I have a practical problem (let's call it problem $P_1$) like the following:
there are three vectors $(x_1, x_2) \in \mathbb{R}^2$, $(x_1,x_2) = (r_x\cos{\theta_x}, r_x\sin{\theta_x})$, $(y_1, y_2) \in \mathbb{R}^2$, $(y_1,y_2) = (r_y\cos{\theta_y}, r_y\sin{\theta_y})$ and $(z_1, 0) \in \mathbb{R}^2$ such that:
$$(y_1, y_2) = (x_1,x_2) + (z_1,0)$$
$r_x$ and $r_y$ are known. I know also $\alpha_x = \theta_x + \beta$ and $\alpha_y = \theta_y + \beta$. Values of $\beta$ and $z_1$ are unknown and must be determined.

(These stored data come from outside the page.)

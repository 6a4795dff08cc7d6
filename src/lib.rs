//! # Portico
//!
//! A cloud-native API gateway: dynamic routing over a watch-driven
//! configuration store, a phase-ordered plugin pipeline, and
//! health-aware load balancing toward backend services.
//!
//! ## Architecture
//!
//! ```text
//! Listener → Router → Plugin Phases (rewrite/access) → Upstream Selector → Backend
//!                          ↑                                   ↑
//!                Config Snapshot Store  ←  watch  ←  YAML / KV source
//! ```
//!
//! ## Core features
//!
//! - **Dynamic routing**: trie-based URI matching with host, method,
//!   client-address, and variable predicates; priority and specificity
//!   tie-breaking
//! - **Plugins**: phase-ordered chains merged across consumer, route,
//!   service, and global scopes, with short-circuit responses
//! - **Load balancing**: smooth weighted round-robin and consistent
//!   hashing, active and passive health checks, bounded retries
//! - **Hot configuration**: routes, upstreams, services, consumers,
//!   certificates, and global rules apply without restart
//! - **TLS**: SNI-selected certificates straight from the config store
//! - **L4**: TCP stream routes with preread plugin support
//!
//! ## Quick start
//!
//! ```rust,ignore
//! use portico::{config::GatewayConfig, Gateway};
//!
//! #[tokio::main]
//! async fn main() -> portico::Result<()> {
//!     let config = GatewayConfig::from_file("portico.toml").await?;
//!     let gateway = Gateway::new(config)?;
//!     gateway.start().await?;
//!     Ok(())
//! }
//! ```

pub mod config;
pub mod ctx;
pub mod error;
pub mod gateway;
pub mod metrics;
pub mod plugin;
pub mod proxy;
pub mod router;
pub mod store;
pub mod tls;
pub mod upstream;

pub use error::{GatewayError, Result};
pub use gateway::Gateway;

use serde::{Deserialize, Serialize};

/// Gateway runtime state
#[derive(Debug, Clone, PartialEq, Eq, Serialize, Deserialize, Default)]
pub enum GatewayState {
    /// Gateway has been created but not yet started
    #[default]
    Created,
    /// Gateway is initializing listeners and the config watch
    Starting,
    /// Gateway is actively accepting and proxying requests
    Running,
    /// Gateway is reloading static configuration without downtime
    Reloading,
    /// Gateway is draining connections and shutting down
    Stopping,
    /// Gateway has fully stopped
    Stopped,
}

impl std::fmt::Display for GatewayState {
    fn fmt(&self, f: &mut std::fmt::Formatter<'_>) -> std::fmt::Result {
        match self {
            Self::Created => write!(f, "created"),
            Self::Starting => write!(f, "starting"),
            Self::Running => write!(f, "running"),
            Self::Reloading => write!(f, "reloading"),
            Self::Stopping => write!(f, "stopping"),
            Self::Stopped => write!(f, "stopped"),
        }
    }
}

/// Gateway health status snapshot
#[derive(Debug, Clone, Default, Serialize, Deserialize)]
pub struct HealthStatus {
    /// Current gateway state
    pub state: GatewayState,
    /// Uptime in seconds since gateway creation
    pub uptime_secs: u64,
    /// Whether the dynamic-config watch is connected; the last snapshot
    /// keeps serving while this is false
    pub config_store_healthy: bool,
    /// Number of in-flight requests
    pub active_connections: usize,
    /// Total requests handled since start
    pub total_requests: u64,
}
//! Gateway metrics — lightweight in-process counters
//!
//! Atomic counters surfaced through the orchestrator's health snapshot;
//! no external metrics backend.

use serde::{Deserialize, Serialize};
use std::collections::HashMap;
use std::sync::atomic::{AtomicI64, AtomicU64, Ordering};
use std::sync::RwLock;

/// Point-in-time view of all counters
#[derive(Debug, Clone, Serialize, Deserialize)]
pub struct MetricsSnapshot {
    pub total_requests: u64,
    /// Responses by status class (2xx, 3xx, 4xx, 5xx)
    pub status_classes: HashMap<String, u64>,
    pub active_connections: i64,
    /// Per-route request counts
    pub route_requests: HashMap<String, u64>,
}

/// Metrics collector shared by every worker
pub struct GatewayMetrics {
    total_requests: AtomicU64,
    status_2xx: AtomicU64,
    status_3xx: AtomicU64,
    status_4xx: AtomicU64,
    status_5xx: AtomicU64,
    active_connections: AtomicI64,
    route_requests: RwLock<HashMap<String, u64>>,
}

impl GatewayMetrics {
    pub fn new() -> Self {
        Self {
            total_requests: AtomicU64::new(0),
            status_2xx: AtomicU64::new(0),
            status_3xx: AtomicU64::new(0),
            status_4xx: AtomicU64::new(0),
            status_5xx: AtomicU64::new(0),
            active_connections: AtomicI64::new(0),
            route_requests: RwLock::new(HashMap::new()),
        }
    }

    /// Record a completed request
    pub fn record_request(&self, status: u16, route_id: Option<&str>) {
        self.total_requests.fetch_add(1, Ordering::Relaxed);
        match status / 100 {
            2 => self.status_2xx.fetch_add(1, Ordering::Relaxed),
            3 => self.status_3xx.fetch_add(1, Ordering::Relaxed),
            4 => self.status_4xx.fetch_add(1, Ordering::Relaxed),
            5 => self.status_5xx.fetch_add(1, Ordering::Relaxed),
            _ => 0,
        };
        if let Some(route_id) = route_id {
            let mut map = self.route_requests.write().unwrap();
            *map.entry(route_id.to_string()).or_insert(0) += 1;
        }
    }

    pub fn inc_connections(&self) {
        self.active_connections.fetch_add(1, Ordering::Relaxed);
    }

    pub fn dec_connections(&self) {
        self.active_connections.fetch_sub(1, Ordering::Relaxed);
    }

    pub fn snapshot(&self) -> MetricsSnapshot {
        let mut status_classes = HashMap::new();
        status_classes.insert("2xx".to_string(), self.status_2xx.load(Ordering::Relaxed));
        status_classes.insert("3xx".to_string(), self.status_3xx.load(Ordering::Relaxed));
        status_classes.insert("4xx".to_string(), self.status_4xx.load(Ordering::Relaxed));
        status_classes.insert("5xx".to_string(), self.status_5xx.load(Ordering::Relaxed));

        MetricsSnapshot {
            total_requests: self.total_requests.load(Ordering::Relaxed),
            status_classes,
            active_connections: self.active_connections.load(Ordering::Relaxed),
            route_requests: self.route_requests.read().unwrap().clone(),
        }
    }
}

impl Default for GatewayMetrics {
    fn default() -> Self {
        Self::new()
    }
}

#[cfg(test)]
mod tests {
    use super::*;

    #[test]
    fn test_record_request_classes() {
        let metrics = GatewayMetrics::new();
        metrics.record_request(200, Some("r1"));
        metrics.record_request(204, Some("r1"));
        metrics.record_request(404, None);
        metrics.record_request(503, Some("r2"));

        let snap = metrics.snapshot();
        assert_eq!(snap.total_requests, 4);
        assert_eq!(snap.status_classes["2xx"], 2);
        assert_eq!(snap.status_classes["4xx"], 1);
        assert_eq!(snap.status_classes["5xx"], 1);
        assert_eq!(snap.route_requests["r1"], 2);
        assert_eq!(snap.route_requests["r2"], 1);
    }

    #[test]
    fn test_connection_gauge() {
        let metrics = GatewayMetrics::new();
        metrics.inc_connections();
        metrics.inc_connections();
        metrics.dec_connections();
        assert_eq!(metrics.snapshot().active_connections, 1);
    }
}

I have a solution for this problem:
$$z_1 = \sqrt{r_x^2+r_y^2-2r_xr_y\cos{(\alpha_x-\alpha_y)}}$$
$$\beta = \alpha_x – atan2\left(\frac{\sin(\alpha_x-\alpha_y)}{\cos(\alpha_x-\alpha_y)-\frac{r_x}{r_y}}\right)$$
Now suppose that I have a similar problem $P_2$:
there are five vectors $(x_1, x_2) \in \mathbb{R}^2$, $(x_1,x_2) = (r_x\cos{\theta_x}, r_x\sin{\theta_x})$, $(y_1, y_2) \in \mathbb{R}^2$, $(y_1,y_2) = (r_y\cos{\theta_y}, r_y\sin{\theta_y})$, $(z_1, z_2) \in \mathbb{R}^2$, $(z_1,z_2) = (r_z\cos{\theta_z}, r_z\sin{\theta_z})$, $(t_1, t_2) \in \mathbb{R}^2$, $(t_1,t_2) = (r_t\cos{\theta_t}, r_t\sin{\theta_t})$, $(u_1, u_2) \in \mathbb{R}^2$, $(u_1,u_2) = (r_u\cos{\theta_u}, r_u\sin{\theta_u})$ such that:
$$(y_1, y_2) = (x_1,x_2) + (z_1,z_2)$$
$$(t_1, t_2) = (x_1,x_2) + (u_1,u_2)$$
$r_y$, and $r_t$ are known. I know also $\alpha_y = \theta_y + \beta$, $\alpha_t = \theta_t + \beta$, $\theta_z$, $\theta_u$, ${r_z}/{r_u}$. Values of $\beta$, $r_x$, $r_z$, $r_u$ and $\theta_x$ are unknown and must be determined. Let's say that I can be satisfied by determining only $\beta$, $\theta_x$ and ${r_x}/{r_z}$ (let's call this relaxed problem $P_3$).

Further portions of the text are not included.